__What to produce__
Should a line below contain the word "UnknownFutureValue", report it.

__Source data__
----------
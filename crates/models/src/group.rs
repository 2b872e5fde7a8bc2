//! `microsoft.graph.group` resource model.

use graphbeta_serialization::{
    Parsable, ParseNode, SerializationError, SerializationWriter,
};
use time::OffsetDateTime;

use crate::entity::Entity;

/// A directory group.
#[derive(Debug, Clone, Default, PartialEq)]
pub struct Group {
    entity: Entity,
    created_date_time: Option<OffsetDateTime>,
    description: Option<String>,
    display_name: Option<String>,
    mail: Option<String>,
    mail_nickname: Option<String>,
    visibility: Option<String>,
}

impl Group {
    pub const ODATA_TYPE: &'static str = "#microsoft.graph.group";

    pub fn new() -> Self {
        let mut group = Self::default();
        group.entity.set_odata_type(Some(Self::ODATA_TYPE.to_owned()));
        group
    }

    pub fn from_discriminator(_tag: Option<&str>) -> Self {
        Self::new()
    }

    pub fn entity(&self) -> &Entity {
        &self.entity
    }

    pub fn entity_mut(&mut self) -> &mut Entity {
        &mut self.entity
    }

    pub fn id(&self) -> Option<&str> {
        self.entity.id()
    }

    pub fn set_id(&mut self, value: Option<String>) {
        self.entity.set_id(value);
    }

    pub fn created_date_time(&self) -> Option<OffsetDateTime> {
        self.created_date_time
    }

    pub fn set_created_date_time(&mut self, value: Option<OffsetDateTime>) {
        self.created_date_time = value;
    }

    pub fn description(&self) -> Option<&str> {
        self.description.as_deref()
    }

    pub fn set_description(&mut self, value: Option<String>) {
        self.description = value;
    }

    pub fn display_name(&self) -> Option<&str> {
        self.display_name.as_deref()
    }

    pub fn set_display_name(&mut self, value: Option<String>) {
        self.display_name = value;
    }

    pub fn mail(&self) -> Option<&str> {
        self.mail.as_deref()
    }

    pub fn set_mail(&mut self, value: Option<String>) {
        self.mail = value;
    }

    pub fn mail_nickname(&self) -> Option<&str> {
        self.mail_nickname.as_deref()
    }

    pub fn set_mail_nickname(&mut self, value: Option<String>) {
        self.mail_nickname = value;
    }

    pub fn visibility(&self) -> Option<&str> {
        self.visibility.as_deref()
    }

    pub fn set_visibility(&mut self, value: Option<String>) {
        self.visibility = value;
    }
}

impl Parsable for Group {
    fn deserialize_field<N: ParseNode>(
        &mut self,
        field: &str,
        node: &N,
    ) -> Result<bool, SerializationError> {
        match field {
            "createdDateTime" => {
                if let Some(value) = node.get_date_time_value()? {
                    self.created_date_time = Some(value);
                }
            }
            "description" => {
                if let Some(value) = node.get_string_value()? {
                    self.description = Some(value);
                }
            }
            "displayName" => {
                if let Some(value) = node.get_string_value()? {
                    self.display_name = Some(value);
                }
            }
            "mail" => {
                if let Some(value) = node.get_string_value()? {
                    self.mail = Some(value);
                }
            }
            "mailNickname" => {
                if let Some(value) = node.get_string_value()? {
                    self.mail_nickname = Some(value);
                }
            }
            "visibility" => {
                if let Some(value) = node.get_string_value()? {
                    self.visibility = Some(value);
                }
            }
            _ => return self.entity.deserialize_field(field, node),
        }
        Ok(true)
    }

    fn serialize<W: SerializationWriter>(
        &self,
        writer: &mut W,
    ) -> Result<(), SerializationError> {
        self.entity.serialize(writer)?;
        writer.write_date_time_value("createdDateTime", self.created_date_time)?;
        writer.write_string_value("description", self.description.as_deref())?;
        writer.write_string_value("displayName", self.display_name.as_deref())?;
        writer.write_string_value("mail", self.mail.as_deref())?;
        writer.write_string_value("mailNickname", self.mail_nickname.as_deref())?;
        writer.write_string_value("visibility", self.visibility.as_deref())?;
        Ok(())
    }
}
//! Wire enums of the `microsoft.graph.managedTenants` namespace.

use graphbeta_serialization::{SerializationError, WireEnum};

/// Category of a baseline management template.
#[derive(Debug, Clone, Copy, Default, PartialEq, Eq)]
pub enum ManagementCategory {
    #[default]
    Custom,
    Devices,
    Identity,
    UnknownFutureValue,
}

impl WireEnum for ManagementCategory {
    const FAMILY: &'static str = "managementCategory";
    const VALUES: &'static [Self] = &[
        Self::Custom,
        Self::Devices,
        Self::Identity,
        Self::UnknownFutureValue,
    ];

    fn as_str(self) -> &'static str {
        match self {
            Self::Custom => "custom",
            Self::Devices => "devices",
            Self::Identity => "identity",
            Self::UnknownFutureValue => "unknownFutureValue",
        }
    }

    fn parse(value: &str) -> Result<Self, SerializationError> {
        Ok(match value {
            "custom" => Self::Custom,
            "devices" => Self::Devices,
            "identity" => Self::Identity,
            "unknownFutureValue" => Self::UnknownFutureValue,
            other => return Err(SerializationError::unknown_enum(other, Self::FAMILY)),
        })
    }
}
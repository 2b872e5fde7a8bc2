//! `microsoft.graph.search.bookmark` resource model.

use graphbeta_serialization::{
    Parsable, ParseNode, SerializationError, SerializationWriter,
};
use time::OffsetDateTime;

use crate::enums::DevicePlatformType;
use crate::search::answer::{AnswerKeyword, AnswerState, AnswerVariant, SearchAnswer};

/// A promoted search result pinned by an administrator.
#[derive(Debug, Clone, Default, PartialEq)]
pub struct Bookmark {
    search_answer: SearchAnswer,
    availability_end_date_time: Option<OffsetDateTime>,
    availability_start_date_time: Option<OffsetDateTime>,
    categories: Option<Vec<String>>,
    group_ids: Option<Vec<String>>,
    is_suggested: Option<bool>,
    keywords: Option<AnswerKeyword>,
    language_tags: Option<Vec<String>>,
    platforms: Option<Vec<DevicePlatformType>>,
    power_app_ids: Option<Vec<String>>,
    state: Option<AnswerState>,
    targeted_variations: Option<Vec<AnswerVariant>>,
}

impl Bookmark {
    pub const ODATA_TYPE: &'static str = "#microsoft.graph.search.bookmark";

    pub fn new() -> Self {
        let mut bookmark = Self::default();
        bookmark
            .search_answer
            .entity_mut()
            .set_odata_type(Some(Self::ODATA_TYPE.to_owned()));
        bookmark
    }

    pub fn from_discriminator(_tag: Option<&str>) -> Self {
        Self::new()
    }

    pub fn search_answer(&self) -> &SearchAnswer {
        &self.search_answer
    }

    pub fn search_answer_mut(&mut self) -> &mut SearchAnswer {
        &mut self.search_answer
    }

    pub fn id(&self) -> Option<&str> {
        self.search_answer.id()
    }

    pub fn set_id(&mut self, value: Option<String>) {
        self.search_answer.set_id(value);
    }

    pub fn availability_end_date_time(&self) -> Option<OffsetDateTime> {
        self.availability_end_date_time
    }

    pub fn set_availability_end_date_time(&mut self, value: Option<OffsetDateTime>) {
        self.availability_end_date_time = value;
    }

    pub fn availability_start_date_time(&self) -> Option<OffsetDateTime> {
        self.availability_start_date_time
    }

    pub fn set_availability_start_date_time(&mut self, value: Option<OffsetDateTime>) {
        self.availability_start_date_time = value;
    }

    pub fn categories(&self) -> Option<&[String]> {
        self.categories.as_deref()
    }

    pub fn set_categories(&mut self, value: Option<Vec<String>>) {
        self.categories = value;
    }

    pub fn group_ids(&self) -> Option<&[String]> {
        self.group_ids.as_deref()
    }

    pub fn set_group_ids(&mut self, value: Option<Vec<String>>) {
        self.group_ids = value;
    }

    pub fn is_suggested(&self) -> Option<bool> {
        self.is_suggested
    }

    pub fn set_is_suggested(&mut self, value: Option<bool>) {
        self.is_suggested = value;
    }

    pub fn keywords(&self) -> Option<&AnswerKeyword> {
        self.keywords.as_ref()
    }

    pub fn set_keywords(&mut self, value: Option<AnswerKeyword>) {
        self.keywords = value;
    }

    pub fn language_tags(&self) -> Option<&[String]> {
        self.language_tags.as_deref()
    }

    pub fn set_language_tags(&mut self, value: Option<Vec<String>>) {
        self.language_tags = value;
    }

    pub fn platforms(&self) -> Option<&[DevicePlatformType]> {
        self.platforms.as_deref()
    }

    pub fn set_platforms(&mut self, value: Option<Vec<DevicePlatformType>>) {
        self.platforms = value;
    }

    pub fn power_app_ids(&self) -> Option<&[String]> {
        self.power_app_ids.as_deref()
    }

    pub fn set_power_app_ids(&mut self, value: Option<Vec<String>>) {
        self.power_app_ids = value;
    }

    pub fn state(&self) -> Option<AnswerState> {
        self.state
    }

    pub fn set_state(&mut self, value: Option<AnswerState>) {
        self.state = value;
    }

    pub fn targeted_variations(&self) -> Option<&[AnswerVariant]> {
        self.targeted_variations.as_deref()
    }

    pub fn set_targeted_variations(&mut self, value: Option<Vec<AnswerVariant>>) {
        self.targeted_variations = value;
    }
}

impl Parsable for Bookmark {
    fn deserialize_field<N: ParseNode>(
        &mut self,
        field: &str,
        node: &N,
    ) -> Result<bool, SerializationError> {
        match field {
            "availabilityEndDateTime" => {
                if let Some(value) = node.get_date_time_value()? {
                    self.availability_end_date_time = Some(value);
                }
            }
            "availabilityStartDateTime" => {
                if let Some(value) = node.get_date_time_value()? {
                    self.availability_start_date_time = Some(value);
                }
            }
            "categories" => {
                if let Some(value) = node.get_collection_of_string_values()? {
                    self.categories = Some(value);
                }
            }
            "groupIds" => {
                if let Some(value) = node.get_collection_of_string_values()? {
                    self.group_ids = Some(value);
                }
            }
            "isSuggested" => {
                if let Some(value) = node.get_bool_value()? {
                    self.is_suggested = Some(value);
                }
            }
            "keywords" => {
                if let Some(value) = node.get_object_value(AnswerKeyword::from_discriminator)? {
                    self.keywords = Some(value);
                }
            }
            "languageTags" => {
                if let Some(value) = node.get_collection_of_string_values()? {
                    self.language_tags = Some(value);
                }
            }
            "platforms" => {
                if let Some(value) = node.get_collection_of_enum_values()? {
                    self.platforms = Some(value);
                }
            }
            "powerAppIds" => {
                if let Some(value) = node.get_collection_of_string_values()? {
                    self.power_app_ids = Some(value);
                }
            }
            "state" => {
                if let Some(value) = node.get_enum_value()? {
                    self.state = Some(value);
                }
            }
            "targetedVariations" => {
                if let Some(value) =
                    node.get_collection_of_object_values(AnswerVariant::from_discriminator)?
                {
                    self.targeted_variations = Some(value);
                }
            }
            _ => return self.search_answer.deserialize_field(field, node),
        }
        Ok(true)
    }

    fn serialize<W: SerializationWriter>(
        &self,
        writer: &mut W,
    ) -> Result<(), SerializationError> {
        self.search_answer.serialize(writer)?;
        writer.write_date_time_value(
            "availabilityEndDateTime",
            self.availability_end_date_time,
        )?;
        writer.write_date_time_value(
            "availabilityStartDateTime",
            self.availability_start_date_time,
        )?;
        writer.write_collection_of_string_values("categories", self.categories.as_deref())?;
        writer.write_collection_of_string_values("groupIds", self.group_ids.as_deref())?;
        writer.write_bool_value("isSuggested", self.is_suggested)?;
        writer.write_object_value("keywords", self.keywords.as_ref())?;
        writer.write_collection_of_string_values(
            "languageTags",
            self.language_tags.as_deref(),
        )?;
        writer.write_collection_of_enum_values("platforms", self.platforms.as_deref())?;
        writer.write_collection_of_string_values("powerAppIds", self.power_app_ids.as_deref())?;
        writer.write_enum_value("state", self.state)?;
        writer.write_collection_of_object_values(
            "targetedVariations",
            self.targeted_variations.as_deref(),
        )?;
        Ok(())
    }
}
----------
__Result__
    UnknownFutureValue,
        Self::UnknownFutureValue,
            Self::UnknownFutureValue => "unknownFutureValue",
            "unknownFutureValue" => Self::UnknownFutureValue,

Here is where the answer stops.